> _Material for this exercise_:
--------------------------------------------------
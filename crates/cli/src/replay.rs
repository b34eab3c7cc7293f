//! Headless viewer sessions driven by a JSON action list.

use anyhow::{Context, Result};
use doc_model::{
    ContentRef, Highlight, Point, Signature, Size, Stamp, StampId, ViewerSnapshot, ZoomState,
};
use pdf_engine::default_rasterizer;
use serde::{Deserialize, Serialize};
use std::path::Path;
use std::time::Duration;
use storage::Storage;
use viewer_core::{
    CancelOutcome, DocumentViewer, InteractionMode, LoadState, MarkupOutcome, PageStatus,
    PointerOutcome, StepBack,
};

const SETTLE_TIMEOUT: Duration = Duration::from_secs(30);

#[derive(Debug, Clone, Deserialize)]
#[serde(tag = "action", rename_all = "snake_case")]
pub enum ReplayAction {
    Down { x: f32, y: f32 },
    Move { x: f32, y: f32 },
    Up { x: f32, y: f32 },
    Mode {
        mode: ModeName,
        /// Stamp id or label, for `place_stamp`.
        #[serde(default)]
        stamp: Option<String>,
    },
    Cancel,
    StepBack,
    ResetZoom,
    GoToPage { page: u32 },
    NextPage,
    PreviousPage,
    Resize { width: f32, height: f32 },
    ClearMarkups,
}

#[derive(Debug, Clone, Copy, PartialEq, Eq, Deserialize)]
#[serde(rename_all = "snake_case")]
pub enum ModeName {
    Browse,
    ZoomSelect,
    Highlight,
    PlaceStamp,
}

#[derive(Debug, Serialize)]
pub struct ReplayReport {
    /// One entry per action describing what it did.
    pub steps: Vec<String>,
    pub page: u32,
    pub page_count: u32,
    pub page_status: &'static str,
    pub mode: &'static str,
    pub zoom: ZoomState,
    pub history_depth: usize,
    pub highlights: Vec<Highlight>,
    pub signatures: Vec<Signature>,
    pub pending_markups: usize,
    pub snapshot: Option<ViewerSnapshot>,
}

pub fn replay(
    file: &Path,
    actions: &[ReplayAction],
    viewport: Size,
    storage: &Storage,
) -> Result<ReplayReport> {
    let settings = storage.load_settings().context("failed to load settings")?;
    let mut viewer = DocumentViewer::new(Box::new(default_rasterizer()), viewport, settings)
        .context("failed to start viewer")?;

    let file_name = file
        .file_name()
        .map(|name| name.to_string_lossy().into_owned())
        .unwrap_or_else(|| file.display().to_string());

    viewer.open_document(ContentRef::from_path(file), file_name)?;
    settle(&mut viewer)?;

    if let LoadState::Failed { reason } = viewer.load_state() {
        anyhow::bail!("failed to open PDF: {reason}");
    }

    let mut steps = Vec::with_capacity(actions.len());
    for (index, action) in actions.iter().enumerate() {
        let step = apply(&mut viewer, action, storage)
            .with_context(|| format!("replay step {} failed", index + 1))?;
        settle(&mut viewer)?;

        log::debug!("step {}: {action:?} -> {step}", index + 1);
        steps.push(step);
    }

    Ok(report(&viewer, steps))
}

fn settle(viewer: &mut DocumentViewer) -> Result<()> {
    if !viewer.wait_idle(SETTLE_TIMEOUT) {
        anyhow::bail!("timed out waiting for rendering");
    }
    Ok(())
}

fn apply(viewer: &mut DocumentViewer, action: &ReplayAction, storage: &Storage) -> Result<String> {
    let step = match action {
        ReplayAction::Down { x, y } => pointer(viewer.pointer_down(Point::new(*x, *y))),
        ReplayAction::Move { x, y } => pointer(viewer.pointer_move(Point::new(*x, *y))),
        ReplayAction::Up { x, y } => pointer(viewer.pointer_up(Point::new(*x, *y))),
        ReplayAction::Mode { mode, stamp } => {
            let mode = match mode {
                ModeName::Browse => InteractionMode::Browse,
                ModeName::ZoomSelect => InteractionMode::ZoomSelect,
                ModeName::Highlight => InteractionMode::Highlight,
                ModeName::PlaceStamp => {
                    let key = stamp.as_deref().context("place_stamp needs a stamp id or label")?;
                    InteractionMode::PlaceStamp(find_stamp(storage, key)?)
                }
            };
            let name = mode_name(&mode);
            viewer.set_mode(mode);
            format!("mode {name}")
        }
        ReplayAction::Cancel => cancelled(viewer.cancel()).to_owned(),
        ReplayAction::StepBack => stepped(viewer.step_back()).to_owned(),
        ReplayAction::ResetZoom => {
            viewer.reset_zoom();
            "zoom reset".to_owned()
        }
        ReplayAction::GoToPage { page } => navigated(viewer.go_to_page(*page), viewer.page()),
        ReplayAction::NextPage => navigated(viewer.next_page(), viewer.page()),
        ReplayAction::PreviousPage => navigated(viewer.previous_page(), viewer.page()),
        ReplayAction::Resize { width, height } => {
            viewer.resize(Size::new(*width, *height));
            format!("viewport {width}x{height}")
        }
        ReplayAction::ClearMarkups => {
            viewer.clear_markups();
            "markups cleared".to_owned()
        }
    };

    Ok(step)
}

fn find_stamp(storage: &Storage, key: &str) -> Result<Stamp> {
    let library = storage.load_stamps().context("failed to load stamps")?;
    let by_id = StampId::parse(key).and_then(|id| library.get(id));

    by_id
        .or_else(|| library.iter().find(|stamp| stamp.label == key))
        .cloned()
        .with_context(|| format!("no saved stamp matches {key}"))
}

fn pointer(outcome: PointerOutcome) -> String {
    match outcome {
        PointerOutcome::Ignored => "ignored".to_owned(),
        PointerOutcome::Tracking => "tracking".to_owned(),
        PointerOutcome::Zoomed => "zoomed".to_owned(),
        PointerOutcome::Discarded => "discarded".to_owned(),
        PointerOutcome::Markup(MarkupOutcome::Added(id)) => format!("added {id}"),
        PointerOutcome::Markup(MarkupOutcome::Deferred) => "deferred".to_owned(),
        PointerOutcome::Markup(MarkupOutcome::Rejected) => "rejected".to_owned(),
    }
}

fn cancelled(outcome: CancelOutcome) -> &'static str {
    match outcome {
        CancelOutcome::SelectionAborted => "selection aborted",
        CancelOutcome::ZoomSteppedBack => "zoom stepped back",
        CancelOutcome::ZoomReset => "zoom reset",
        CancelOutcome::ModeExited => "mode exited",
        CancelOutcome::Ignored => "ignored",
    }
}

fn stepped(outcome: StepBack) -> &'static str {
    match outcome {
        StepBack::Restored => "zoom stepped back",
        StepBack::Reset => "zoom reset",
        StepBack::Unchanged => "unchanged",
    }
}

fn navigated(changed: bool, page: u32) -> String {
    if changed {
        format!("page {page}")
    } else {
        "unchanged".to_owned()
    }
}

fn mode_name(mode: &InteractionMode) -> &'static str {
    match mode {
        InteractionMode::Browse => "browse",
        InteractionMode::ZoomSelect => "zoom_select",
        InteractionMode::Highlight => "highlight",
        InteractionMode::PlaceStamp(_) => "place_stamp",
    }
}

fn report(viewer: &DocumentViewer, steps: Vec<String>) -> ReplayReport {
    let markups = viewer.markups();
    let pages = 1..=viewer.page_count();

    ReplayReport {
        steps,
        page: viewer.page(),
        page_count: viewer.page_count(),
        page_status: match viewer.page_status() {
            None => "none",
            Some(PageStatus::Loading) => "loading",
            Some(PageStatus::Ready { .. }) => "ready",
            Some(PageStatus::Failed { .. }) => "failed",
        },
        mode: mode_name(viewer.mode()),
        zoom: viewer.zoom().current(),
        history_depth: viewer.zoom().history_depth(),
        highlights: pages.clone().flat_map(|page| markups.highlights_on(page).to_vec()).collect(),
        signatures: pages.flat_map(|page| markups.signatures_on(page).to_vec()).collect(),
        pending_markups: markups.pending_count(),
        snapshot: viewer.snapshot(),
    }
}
--------------------------------------------------
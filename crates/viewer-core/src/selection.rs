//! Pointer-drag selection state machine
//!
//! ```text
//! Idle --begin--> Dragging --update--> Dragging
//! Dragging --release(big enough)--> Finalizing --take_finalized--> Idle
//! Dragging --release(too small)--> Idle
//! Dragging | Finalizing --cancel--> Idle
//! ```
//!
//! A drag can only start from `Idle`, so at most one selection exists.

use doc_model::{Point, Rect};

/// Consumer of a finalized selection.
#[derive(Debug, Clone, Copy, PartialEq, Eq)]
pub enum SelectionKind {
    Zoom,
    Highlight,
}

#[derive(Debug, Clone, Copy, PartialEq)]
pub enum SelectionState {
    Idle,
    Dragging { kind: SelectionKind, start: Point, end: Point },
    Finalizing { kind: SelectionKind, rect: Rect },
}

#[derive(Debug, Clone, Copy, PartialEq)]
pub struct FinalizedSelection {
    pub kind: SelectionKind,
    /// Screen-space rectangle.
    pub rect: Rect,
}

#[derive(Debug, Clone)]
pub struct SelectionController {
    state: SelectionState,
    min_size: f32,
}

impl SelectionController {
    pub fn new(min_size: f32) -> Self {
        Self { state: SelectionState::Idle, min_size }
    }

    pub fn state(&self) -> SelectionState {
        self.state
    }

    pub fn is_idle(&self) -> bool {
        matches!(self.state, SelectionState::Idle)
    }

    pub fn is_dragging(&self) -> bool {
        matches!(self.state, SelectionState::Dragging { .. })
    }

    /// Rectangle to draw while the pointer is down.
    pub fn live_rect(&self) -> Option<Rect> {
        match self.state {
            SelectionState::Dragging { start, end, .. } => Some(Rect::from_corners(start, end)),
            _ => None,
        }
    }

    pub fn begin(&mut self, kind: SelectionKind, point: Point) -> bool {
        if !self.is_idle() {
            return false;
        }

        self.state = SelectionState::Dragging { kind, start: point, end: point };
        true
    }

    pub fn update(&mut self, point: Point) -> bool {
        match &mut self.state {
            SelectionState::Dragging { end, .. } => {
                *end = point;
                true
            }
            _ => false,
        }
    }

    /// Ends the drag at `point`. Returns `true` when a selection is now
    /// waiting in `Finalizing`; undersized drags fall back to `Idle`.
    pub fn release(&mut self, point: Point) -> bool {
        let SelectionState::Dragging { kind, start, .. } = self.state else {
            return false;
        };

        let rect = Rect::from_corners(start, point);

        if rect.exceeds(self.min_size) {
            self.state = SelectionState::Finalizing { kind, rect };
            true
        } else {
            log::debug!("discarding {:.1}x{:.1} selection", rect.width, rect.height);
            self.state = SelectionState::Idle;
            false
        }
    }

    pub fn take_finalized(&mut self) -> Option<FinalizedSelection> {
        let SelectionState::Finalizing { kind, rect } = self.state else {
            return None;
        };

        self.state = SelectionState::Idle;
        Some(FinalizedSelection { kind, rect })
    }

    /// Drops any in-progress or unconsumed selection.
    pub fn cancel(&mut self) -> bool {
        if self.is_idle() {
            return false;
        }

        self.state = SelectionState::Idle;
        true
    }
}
--------------------------------------------------
> _What you have to do_: Say how many lines in the entries include the string "LoadState", and write nothing besides that number.

> _Answer below_: 2